**The problem:**
Copy out the lines of the listing from the one containing "pub struct PendingSubmission" onward, through the last, without altering any.

**Dataset records:**
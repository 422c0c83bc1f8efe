use serde::{Deserialize, Serialize};
use time::Date;

use super::iso_date;

/// Full argument set of the remote `generate_bill` procedure.
///
/// Field names serialize with the `p_` prefix the server-side function
/// expects; the queue table stores the same fields in typed columns.
/// `amount` is the net total plus arrears; `penalty` and `tax` are
/// always 0 at submission time (the penalty is quoted, never billed
/// up front).
#[derive(Debug, Clone, PartialEq, Serialize, Deserialize)]
pub struct BillPayload {
    #[serde(rename = "p_customer_id")]
    pub customer_id: i64,
    #[serde(rename = "p_current_reading")]
    pub current_reading: f64,
    #[serde(rename = "p_previous_reading")]
    pub previous_reading: f64,
    #[serde(rename = "p_month_date", with = "iso_date")]
    pub period_date: Date,
    #[serde(rename = "p_amount")]
    pub amount: f64,
    #[serde(rename = "p_consumption")]
    pub consumption: f64,
    #[serde(rename = "p_due_date", with = "iso_date")]
    pub due_date: Date,
    #[serde(rename = "p_base_charge")]
    pub base_charge: f64,
    #[serde(rename = "p_consumption_charge")]
    pub consumption_charge: f64,
    #[serde(rename = "p_penalty")]
    pub penalty: f64,
    #[serde(rename = "p_tax")]
    pub tax: f64,
    #[serde(rename = "p_arrears")]
    pub arrears: f64,
}

/// A queued, not yet acknowledged submission. `local_id` is assigned by
/// the local store and is meaningless to the server; the row is only
/// ever inserted and deleted, never updated.
#[derive(Debug, Clone, PartialEq)]
pub struct PendingSubmission {
    pub local_id: i64,
    pub payload: BillPayload,
}

#[cfg(test)]
mod tests {
    use super::*;
    use time::macros::date;

    #[test]
    fn payload_serializes_with_rpc_parameter_names() {
        let p = BillPayload {
            customer_id: 42,
            current_reading: 120.0,
            previous_reading: 100.0,
            period_date: date!(2024 - 08 - 14),
            amount: 625.0,
            consumption: 20.0,
            due_date: date!(2024 - 08 - 28),
            base_charge: 150.0,
            consumption_charge: 350.0,
            penalty: 0.0,
            tax: 0.0,
            arrears: 125.0,
        };

        let v: serde_json::Value = serde_json::to_value(&p).unwrap();
        assert_eq!(v["p_customer_id"], 42);
        assert_eq!(v["p_month_date"], "2024-08-14");
        assert_eq!(v["p_due_date"], "2024-08-28");
        assert_eq!(v["p_penalty"], 0.0);
    }
}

**Reply to the task:**
pub struct PendingSubmission {
    pub local_id: i64,
    pub payload: BillPayload,
}

#[cfg(test)]
mod tests {
    use super::*;
    use time::macros::date;

    #[test]
    fn payload_serializes_with_rpc_parameter_names() {
        let p = BillPayload {
            customer_id: 42,
            current_reading: 120.0,
            previous_reading: 100.0,
            period_date: date!(2024 - 08 - 14),
            amount: 625.0,
            consumption: 20.0,
            due_date: date!(2024 - 08 - 28),
            base_charge: 150.0,
            consumption_charge: 350.0,
            penalty: 0.0,
            tax: 0.0,
            arrears: 125.0,
        };

        let v: serde_json::Value = serde_json::to_value(&p).unwrap();
        assert_eq!(v["p_customer_id"], 42);
        assert_eq!(v["p_month_date"], "2024-08-14");
        assert_eq!(v["p_due_date"], "2024-08-28");
        assert_eq!(v["p_penalty"], 0.0);
    }
}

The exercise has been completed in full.